Highly efficient and enantioselective biotransformations of racemic azetidine-2-carbonitriles and their synthetic applications.

Catalyzed by the Rhodococcus erythropolis AJ270 whole cell catalyst in neutral aqueous buffer at 30 degrees C, a number of racemic 1-benzylazetidine-2-carbonitriles, trans-1-benzyl-4-methylazetidine-2-carbonitrile, and 1-benzyl-2-methylazetidine-2-carbonitrile and their amide substrates underwent efficient and enantioselective biotransformations to afford the corresponding azetidine-2-carboxylic acids and their amide derivatives in excellent yields with ee up to >99.5%. The overall excellent enantioselectivity of the biocatalytic reactions stemmed from a combined effect of a very active but virtually nonenantioselective nitrile hydratase and a high R-enantioselective amidase involved in microbial whole cells.

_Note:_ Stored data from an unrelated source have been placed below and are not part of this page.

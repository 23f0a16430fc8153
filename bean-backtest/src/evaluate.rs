//! Mark-to-market evaluation of a fill tape.
//!
//! A tape becomes a series of portfolio [`Snapshot`]s, one per distinct fill
//! time, and each snapshot is valued in a settlement coin through
//! [`lookup_rate`]. Missing rates give `NaN` values, never errors.

use bean_core::data::Transactions;
use bean_core::ledger::Portfolio;
use bean_core::types::{Coin, Pair};
use chrono::{DateTime, Duration, Utc};
use serde::{Deserialize, Serialize};
use std::collections::HashMap;
use tracing::warn;

/// Portfolio state at a point in time.
#[derive(Debug, Clone, PartialEq, Serialize, Deserialize)]
pub struct Snapshot {
    /// Snapshot time
    pub time: DateTime<Utc>,
    /// Portfolio after every fill up to `time`
    pub portfolio: Portfolio,
}

/// Snapshots in ascending time order.
#[derive(Debug, Clone, Default, PartialEq, Serialize, Deserialize)]
#[serde(transparent)]
pub struct Snapshots(pub Vec<Snapshot>);

impl Snapshots {
    /// Replays `transactions` on top of `initial`.
    ///
    /// The first snapshot is `initial` one second before the first fill;
    /// fills sharing a timestamp collapse into one snapshot.
    #[must_use]
    pub fn generate(transactions: &Transactions, initial: &Portfolio) -> Self {
        let tape = transactions.clone().sorted();
        let mut snapshots: Vec<Snapshot> = Vec::with_capacity(tape.len() + 1);
        let mut portfolio = initial.clone();

        for txn in &tape {
            if snapshots.is_empty() {
                snapshots.push(Snapshot {
                    time: txn.timestamp - Duration::seconds(1),
                    portfolio: portfolio.clone(),
                });
            }
            portfolio.apply_fill(txn.pair, txn.price, txn.amount);
            let snapshot = Snapshot {
                time: txn.timestamp,
                portfolio: portfolio.clone(),
            };
            match snapshots.last_mut() {
                Some(last) if last.time == txn.timestamp => *last = snapshot,
                _ => snapshots.push(snapshot),
            }
        }
        Self(snapshots)
    }

    /// Each snapshot less `initial`: the P&L portfolio.
    #[must_use]
    pub fn minus(&self, initial: &Portfolio) -> Self {
        Self(
            self.0
                .iter()
                .map(|s| Snapshot {
                    time: s.time,
                    portfolio: s.portfolio.subtract(initial),
                })
                .collect(),
        )
    }

    /// Snapshot times.
    #[must_use]
    pub fn times(&self) -> Vec<DateTime<Utc>> {
        self.0.iter().map(|s| s.time).collect()
    }

    /// Number of snapshots.
    #[must_use]
    pub fn len(&self) -> usize {
        self.0.len()
    }

    /// True when there are no snapshots.
    #[must_use]
    pub fn is_empty(&self) -> bool {
        self.0.is_empty()
    }

    /// Latest snapshot.
    #[must_use]
    pub fn last(&self) -> Option<&Snapshot> {
        self.0.last()
    }

    /// Iterates in time order.
    pub fn iter(&self) -> std::slice::Iter<'_, Snapshot> {
        self.0.iter()
    }
}

/// Value of a snapshot in the settlement coin.
#[derive(Debug, Clone, Copy, PartialEq, Serialize, Deserialize)]
pub struct Performance {
    /// Snapshot time
    pub time: DateTime<Utc>,
    /// Settlement coin
    pub mtm_base: Coin,
    /// Portfolio value
    pub pv: f64,
    /// Change against the previous point, zero for the first
    pub pnl: f64,
}

/// Values over time.
#[derive(Debug, Clone, Default, PartialEq, Serialize, Deserialize)]
#[serde(transparent)]
pub struct PerformanceSeries(pub Vec<Performance>);

impl PerformanceSeries {
    /// Last value less the value closest in time to `t`; zero when empty.
    #[must_use]
    pub fn pnl_since(&self, t: DateTime<Utc>) -> f64 {
        let Some(last) = self.0.last() else {
            return 0.0;
        };
        let gap = |p: &Performance| (p.time - t).abs();
        let mut nearest = &self.0[0];
        for p in &self.0 {
            if gap(p) < gap(nearest) {
                nearest = p;
            }
        }
        last.pv - nearest.pv
    }

    /// Portfolio values in time order.
    #[must_use]
    pub fn pvs(&self) -> Vec<f64> {
        self.0.iter().map(|p| p.pv).collect()
    }

    /// Number of points.
    #[must_use]
    pub fn len(&self) -> usize {
        self.0.len()
    }

    /// True when there are no points.
    #[must_use]
    pub fn is_empty(&self) -> bool {
        self.0.is_empty()
    }

    /// Iterates in time order.
    pub fn iter(&self) -> std::slice::Iter<'_, Performance> {
        self.0.iter()
    }
}

/// A reference price of one pair at one time.
#[derive(Debug, Clone, Copy, PartialEq, Serialize, Deserialize)]
pub struct ReferenceRate {
    /// Observation time
    pub time: DateTime<Utc>,
    /// Price of the coin in the base
    pub price: f64,
}

/// Reference rates per pair.
///
/// Each series is kept in time order with zero prices removed, so lookups
/// search it in place.
#[derive(Debug, Clone, Default, PartialEq)]
pub struct ReferenceRateBook(HashMap<Pair, Vec<ReferenceRate>>);

impl ReferenceRateBook {
    /// Empty book.
    #[must_use]
    pub fn new() -> Self {
        Self::default()
    }

    /// Stores the rates of `pair`, replacing any previous series.
    pub fn insert(&mut self, pair: Pair, mut rates: Vec<ReferenceRate>) {
        rates.retain(|r| r.price != 0.0);
        rates.sort_by_key(|r| r.time);
        self.0.insert(pair, rates);
    }

    /// Usable rates of `pair` in time order.
    #[must_use]
    pub fn rates(&self, pair: Pair) -> Option<&[ReferenceRate]> {
        self.0.get(&pair).map(Vec::as_slice)
    }

    /// True when a series was stored for `pair`, even an empty one.
    #[must_use]
    pub fn contains_key(&self, pair: &Pair) -> bool {
        self.0.contains_key(pair)
    }

    /// Number of pairs.
    #[must_use]
    pub fn len(&self) -> usize {
        self.0.len()
    }

    /// True when no pair has a series.
    #[must_use]
    pub fn is_empty(&self) -> bool {
        self.0.is_empty()
    }
}

impl FromIterator<(Pair, Vec<ReferenceRate>)> for ReferenceRateBook {
    fn from_iter<I: IntoIterator<Item = (Pair, Vec<ReferenceRate>)>>(iter: I) -> Self {
        let mut book = Self::new();
        for (pair, rates) in iter {
            book.insert(pair, rates);
        }
        book
    }
}

impl<const N: usize> From<[(Pair, Vec<ReferenceRate>); N]> for ReferenceRateBook {
    fn from(entries: [(Pair, Vec<ReferenceRate>); N]) -> Self {
        entries.into_iter().collect()
    }
}

/// One reference rate per print.
#[must_use]
pub fn rates_from_transactions(transactions: &Transactions) -> Vec<ReferenceRate> {
    transactions
        .iter()
        .map(|t| ReferenceRate {
            time: t.timestamp,
            price: t.price,
        })
        .collect()
}

/// Rate of `pair` at `t`: the non-zero rate closest in time, the later one
/// on a tie, clamped to the first or last rate outside the recorded range.
///
/// `None` when the book holds no usable rate for the pair.
#[must_use]
pub fn lookup_rate(pair: Pair, t: DateTime<Utc>, book: &ReferenceRateBook) -> Option<f64> {
    let rates = book.rates(pair)?;
    let first = rates.first()?;
    let idx = rates.partition_point(|r| r.time < t);
    if idx == 0 {
        return Some(first.price);
    }
    let prev = &rates[idx - 1];
    let Some(next) = rates.get(idx) else {
        return Some(prev.price);
    };
    if t - prev.time < next.time - t {
        Some(prev.price)
    } else {
        Some(next.price)
    }
}

/// Values `snapshot` in `mtm_base`.
///
/// A coin without a rate makes the value `NaN` and logs a warning.
#[must_use]
pub fn evaluate_snapshot(snapshot: &Snapshot, mtm_base: Coin, book: &ReferenceRateBook) -> Performance {
    let mut pv = 0.0;
    for (&coin, &balance) in snapshot.portfolio.balances() {
        let rate = if coin == mtm_base {
            Some(1.0)
        } else {
            lookup_rate(Pair::new(coin, mtm_base), snapshot.time, book)
        };
        match rate {
            Some(rate) => pv += balance * rate,
            None => {
                warn!(coin = %coin, mtm_base = %mtm_base, time = %snapshot.time, "Reference rate unavailable");
                pv = f64::NAN;
            }
        }
    }
    Performance {
        time: snapshot.time,
        mtm_base,
        pv,
        pnl: 0.0,
    }
}

/// Values every snapshot and fills in the point-to-point P&L.
#[must_use]
pub fn evaluate_snapshots(
    snapshots: &Snapshots,
    mtm_base: Coin,
    book: &ReferenceRateBook,
) -> PerformanceSeries {
    let mut series: Vec<Performance> = Vec::with_capacity(snapshots.len());
    for snapshot in snapshots.iter() {
        let mut perf = evaluate_snapshot(snapshot, mtm_base, book);
        if let Some(prev) = series.last() {
            perf.pnl = perf.pv - prev.pv;
        }
        series.push(perf);
    }
    PerformanceSeries(series)
}

/// Largest fall from a running peak; zero for an empty series.
#[must_use]
pub fn max_dd(pv: &[f64]) -> f64 {
    drawdowns(pv).into_iter().fold(0.0, f64::max)
}

/// Running peak minus value, per point.
#[must_use]
pub fn drawdowns(pv: &[f64]) -> Vec<f64> {
    let mut peak = f64::NEG_INFINITY;
    pv.iter()
        .map(|&v| {
            if v > peak {
                peak = v;
            }
            peak - v
        })
        .collect()
}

The synthetic applications have been demonstrated by the nucleophilic ring-opening reactions of azetidiniums of the resulting chiral azetidine-2-carbox amide derivatives for the preparation of alpha,gamma-diamino, alpha-phenoxy-gamma-amino, and alpha-cyano-gamma-amino carboxamides. The intramolecular CuI-catalyzed cross-coupling reaction for the synthesis of azetidine-fused 1,4-benzodiazepin-2-one derivative was also presented.